___ Data for the task ___

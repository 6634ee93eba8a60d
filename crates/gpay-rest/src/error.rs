//! GPay REST API error types.

use auth::AuthError;
use rest_client::RestError;
use thiserror::Error;

/// Errors that can occur when calling the wallet API.
#[derive(Debug, Error)]
pub enum GPayRestError {
    /// REST client error (network, timeout, non-success status).
    #[error("REST client error: {0}")]
    Rest(#[from] RestError),

    /// Signing or verification error.
    #[error("Authentication error: {0}")]
    Auth(#[from] AuthError),

    /// The response verified but could not be turned into a record.
    #[error("Parse error: {0}")]
    Parse(String),

    /// A call argument was rejected before anything was sent.
    #[error("Invalid argument: {0}")]
    InvalidArgument(String),

    /// Client configuration is unusable.
    #[error("Configuration error: {0}")]
    Config(String),
}

impl GPayRestError {
    /// True when the response failed signature verification.
    ///
    /// Such a response may be forged or corrupted and must not be retried
    /// or partially trusted.
    pub fn is_verification_failure(&self) -> bool {
        match self {
            Self::Auth(e) => e.is_verification_failure(),
            _ => false,
        }
    }

    /// True when the failure came from the HTTP exchange itself.
    pub fn is_transport(&self) -> bool {
        matches!(self, Self::Rest(_))
    }
}
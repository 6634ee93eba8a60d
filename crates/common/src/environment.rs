//! GPay environment configuration.
//!
//! Supports the staging and production wallet APIs.

use std::fmt;
use std::str::FromStr;

/// GPay environment (staging or production).
#[derive(Debug, Clone, Copy, PartialEq, Eq, Default)]
pub enum GPayEnvironment {
    /// Staging environment (test wallets).
    #[default]
    Staging,
    /// Production environment (real money).
    Production,
}

impl GPayEnvironment {
    /// Online wallet REST API base URL.
    pub fn rest_base_url(&self) -> &'static str {
        match self {
            Self::Staging => "https://gpay-staging.libyaguide.net/banking/api/onlinewallet/v1",
            Self::Production => "https://gpay.ly/banking/api/onlinewallet/v1",
        }
    }

    /// Returns true if this is the production environment.
    pub fn is_production(&self) -> bool {
        matches!(self, Self::Production)
    }

    /// Load environment from `GPAY_ENVIRONMENT` env var.
    ///
    /// Returns `Staging` if not set or invalid.
    pub fn from_env() -> Self {
        std::env::var("GPAY_ENVIRONMENT")
            .ok()
            .and_then(|s| s.parse().ok())
            .unwrap_or_default()
    }
}

impl fmt::Display for GPayEnvironment {
    fn fmt(&self, f: &mut fmt::Formatter<'_>) -> fmt::Result {
        match self {
            Self::Staging => write!(f, "staging"),
            Self::Production => write!(f, "production"),
        }
    }
}

impl FromStr for GPayEnvironment {
    type Err = ParseEnvironmentError;

    fn from_str(s: &str) -> Result<Self, Self::Err> {
        match s.to_lowercase().as_str() {
            "production" | "prod" | "live" => Ok(Self::Production),
            "staging" | "stage" | "test" | "sandbox" => Ok(Self::Staging),
            _ => Err(ParseEnvironmentError(s.to_string())),
        }
    }
}

/// Error parsing environment string.
#[derive(Debug, Clone)]
pub struct ParseEnvironmentError(String);

impl fmt::Display for ParseEnvironmentError {
    fn fmt(&self, f: &mut fmt::Formatter<'_>) -> fmt::Result {
        write!(
            f,
            "invalid environment '{}', expected 'staging' or 'production'",
            self.0
        )
    }
}

impl std::error::Error for ParseEnvironmentError {}
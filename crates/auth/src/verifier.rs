//! Verification of signed responses.

use crate::canonical::SignableFields;
use crate::credentials::ApiCredentials;
use crate::error::AuthError;
use crate::salt::Salt;
use crate::signer::{compute_mac, SignatureEncoding};
use crate::{SALT_HEADER, SIGNATURE_HEADER};
use http::HeaderMap;
use subtle::ConstantTimeEq;

/// Checks the salt and signature headers a server attaches to its responses.
pub struct ResponseVerifier<'a> {
    credentials: &'a ApiCredentials,
    encoding: SignatureEncoding,
}

impl<'a> ResponseVerifier<'a> {
    /// Create a verifier expecting lowercase hex signatures.
    pub fn new(credentials: &'a ApiCredentials) -> Self {
        Self {
            credentials,
            encoding: SignatureEncoding::Hex,
        }
    }

    pub fn with_encoding(mut self, encoding: SignatureEncoding) -> Self {
        self.encoding = encoding;
        self
    }

    /// Recompute the signature over `fields` and compare it with the headers.
    ///
    /// `fields` must be exactly the set the server signed for this endpoint.
    ///
    /// # Errors
    /// `MissingHeader` or `MalformedHeader` when the signing headers are
    /// unusable, `SignatureMismatch` when the signatures differ.
    pub fn check(&self, headers: &HeaderMap, fields: &SignableFields) -> Result<(), AuthError> {
        let salt = Salt::parse(header_str(headers, SALT_HEADER)?)?;
        let received = header_str(headers, SIGNATURE_HEADER)?.trim();
        if received.is_empty() {
            return Err(AuthError::MalformedHeader(SIGNATURE_HEADER));
        }

        let expected = self
            .encoding
            .encode(&compute_mac(self.credentials, &salt, fields));

        let received = match self.encoding {
            SignatureEncoding::Hex => received.to_ascii_lowercase(),
            SignatureEncoding::Base64 => received.to_string(),
        };

        if signatures_match(received.as_bytes(), expected.as_bytes()) {
            Ok(())
        } else {
            Err(AuthError::SignatureMismatch)
        }
    }

    /// Same as [`check`](Self::check), collapsed to a boolean.
    pub fn verify(&self, headers: &HeaderMap, fields: &SignableFields) -> bool {
        match self.check(headers, fields) {
            Ok(()) => true,
            Err(e) => {
                tracing::debug!(reason = %e, "Response signature rejected");
                false
            }
        }
    }
}

fn header_str<'h>(headers: &'h HeaderMap, name: &'static str) -> Result<&'h str, AuthError> {
    headers
        .get(name)
        .ok_or(AuthError::MissingHeader(name))?
        .to_str()
        .map_err(|_| AuthError::MalformedHeader(name))
}

fn signatures_match(received: &[u8], expected: &[u8]) -> bool {
    received.len() == expected.len() && bool::from(received.ct_eq(expected))
}
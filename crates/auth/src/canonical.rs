//! Canonical encoding of the fields covered by a signature.

use serde::Serialize;
use std::collections::BTreeMap;

/// Field name to value mapping that takes part in a signature.
///
/// Keys are kept in ascending byte order, so encoding never depends on
/// insertion order. Absent values are stored as `""` and never dropped.
/// Serializes as a flat JSON object, which is also the request body.
#[derive(Debug, Clone, Default, PartialEq, Eq, Serialize)]
#[serde(transparent)]
pub struct SignableFields(BTreeMap<String, String>);

impl SignableFields {
    pub fn new() -> Self {
        Self::default()
    }

    /// Set a field, replacing any previous value under the same name.
    pub fn insert(&mut self, name: impl Into<String>, value: impl Into<String>) -> &mut Self {
        self.0.insert(name.into(), value.into());
        self
    }

    /// Set a field whose value may be absent; `None` becomes `""`.
    pub fn insert_opt<V: Into<String>>(
        &mut self,
        name: impl Into<String>,
        value: Option<V>,
    ) -> &mut Self {
        let value = value.map(Into::into).unwrap_or_default();
        self.0.insert(name.into(), value);
        self
    }

    pub fn get(&self, name: &str) -> Option<&str> {
        self.0.get(name).map(String::as_str)
    }

    pub fn len(&self) -> usize {
        self.0.len()
    }

    pub fn is_empty(&self) -> bool {
        self.0.is_empty()
    }

    pub fn names(&self) -> impl Iterator<Item = &str> {
        self.0.keys().map(String::as_str)
    }

    /// Build `k1=v1&k2=v2&...` in sorted key order.
    ///
    /// Values are not escaped: a value containing `&` or `=` can make two
    /// different field sets encode identically.
    pub fn encode(&self) -> String {
        let mut out = String::new();
        for (i, (name, value)) in self.0.iter().enumerate() {
            if i > 0 {
                out.push('&');
            }
            out.push_str(name);
            out.push('=');
            out.push_str(value);
        }
        out
    }
}

impl<K: Into<String>, V: Into<String>> FromIterator<(K, V)> for SignableFields {
    fn from_iter<I: IntoIterator<Item = (K, V)>>(iter: I) -> Self {
        Self(
            iter.into_iter()
                .map(|(k, v)| (k.into(), v.into()))
                .collect(),
        )
    }
}
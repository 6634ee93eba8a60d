use thiserror::Error;

/// Errors that can occur while signing requests or verifying responses.
#[derive(Debug, Error)]
pub enum AuthError {
    /// A required environment variable is missing or empty.
    #[error("Missing environment variable: {0}")]
    MissingEnvVar(String),

    /// The operating system random source could not produce a salt.
    #[error("Secure random source unavailable: {0}")]
    RandomnessUnavailable(String),

    /// A signature header is absent from the response.
    #[error("Missing response header: {0}")]
    MissingHeader(&'static str),

    /// A signature header is present but unusable.
    #[error("Malformed response header: {0}")]
    MalformedHeader(&'static str),

    /// A field that takes part in the response signature is absent.
    #[error("Missing signed field: {0}")]
    MissingField(String),

    /// The recomputed signature does not match the one the server sent.
    #[error("Response signature mismatch")]
    SignatureMismatch,

    /// An unrecognised signature encoding name.
    #[error("Unknown signature encoding '{0}', expected 'hex' or 'base64'")]
    UnknownEncoding(String),
}

impl AuthError {
    /// True for faults that mean the response cannot be trusted.
    pub fn is_verification_failure(&self) -> bool {
        matches!(
            self,
            AuthError::MissingHeader(_)
                | AuthError::MalformedHeader(_)
                | AuthError::MissingField(_)
                | AuthError::SignatureMismatch
        )
    }
}
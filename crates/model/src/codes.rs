//! Numeric status and operation codes sent by the wallet API.

use serde::{Deserialize, Serialize};
use thiserror::Error;

/// A numeric code with no matching variant.
#[derive(Debug, Clone, Copy, PartialEq, Eq, Error)]
#[error("Unknown {kind} value: {value}")]
pub struct UnknownDiscriminant {
    pub kind: &'static str,
    pub value: i64,
}

/// Kind of wallet operation behind a transaction.
#[derive(Debug, Clone, Copy, PartialEq, Eq, Hash, Serialize, Deserialize)]
pub enum OperationType {
    DirectTransfer,
    PaymentRequest,
    BankDeposit,
    BankWithdraw,
    TransactionFee,
    LocalTransfer,
}

impl OperationType {
    /// Wire value (`op_type_id`).
    pub fn value(&self) -> i64 {
        match self {
            Self::DirectTransfer => 1,
            Self::PaymentRequest => 2,
            Self::BankDeposit => 3,
            Self::BankWithdraw => 4,
            Self::TransactionFee => 5,
            Self::LocalTransfer => 6,
        }
    }
}

impl TryFrom<i64> for OperationType {
    type Error = UnknownDiscriminant;

    fn try_from(value: i64) -> Result<Self, Self::Error> {
        match value {
            1 => Ok(Self::DirectTransfer),
            2 => Ok(Self::PaymentRequest),
            3 => Ok(Self::BankDeposit),
            4 => Ok(Self::BankWithdraw),
            5 => Ok(Self::TransactionFee),
            6 => Ok(Self::LocalTransfer),
            _ => Err(UnknownDiscriminant {
                kind: "OperationType",
                value,
            }),
        }
    }
}

/// Settlement state of a transaction.
#[derive(Debug, Clone, Copy, PartialEq, Eq, Hash, Serialize, Deserialize)]
pub enum TransactionStatus {
    Pending,
    Completed,
    Applied,
}

impl TransactionStatus {
    /// Wire value (`status`).
    pub fn value(&self) -> i64 {
        match self {
            Self::Pending => 0,
            Self::Completed => 1,
            Self::Applied => 2,
        }
    }
}

impl TryFrom<i64> for TransactionStatus {
    type Error = UnknownDiscriminant;

    fn try_from(value: i64) -> Result<Self, Self::Error> {
        match value {
            0 => Ok(Self::Pending),
            1 => Ok(Self::Completed),
            2 => Ok(Self::Applied),
            _ => Err(UnknownDiscriminant {
                kind: "TransactionStatus",
                value,
            }),
        }
    }
}

/// A decoded code, or the raw value when this client does not know it yet.
#[derive(Debug, Clone, Copy, PartialEq, Eq, Serialize, Deserialize)]
pub enum Coded<T> {
    Known(T),
    Unknown(i64),
}

impl<T> Coded<T>
where
    T: TryFrom<i64, Error = UnknownDiscriminant>,
{
    pub fn from_value(value: i64) -> Self {
        match T::try_from(value) {
            Ok(known) => Self::Known(known),
            Err(_) => Self::Unknown(value),
        }
    }
}

impl<T: Copy> Coded<T> {
    pub fn known(&self) -> Option<T> {
        match self {
            Self::Known(t) => Some(*t),
            Self::Unknown(_) => None,
        }
    }
}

___

• **Task prompt**: Within the material above, report how many lines carry the word "https", and nothing else.

• **Answer area**: 2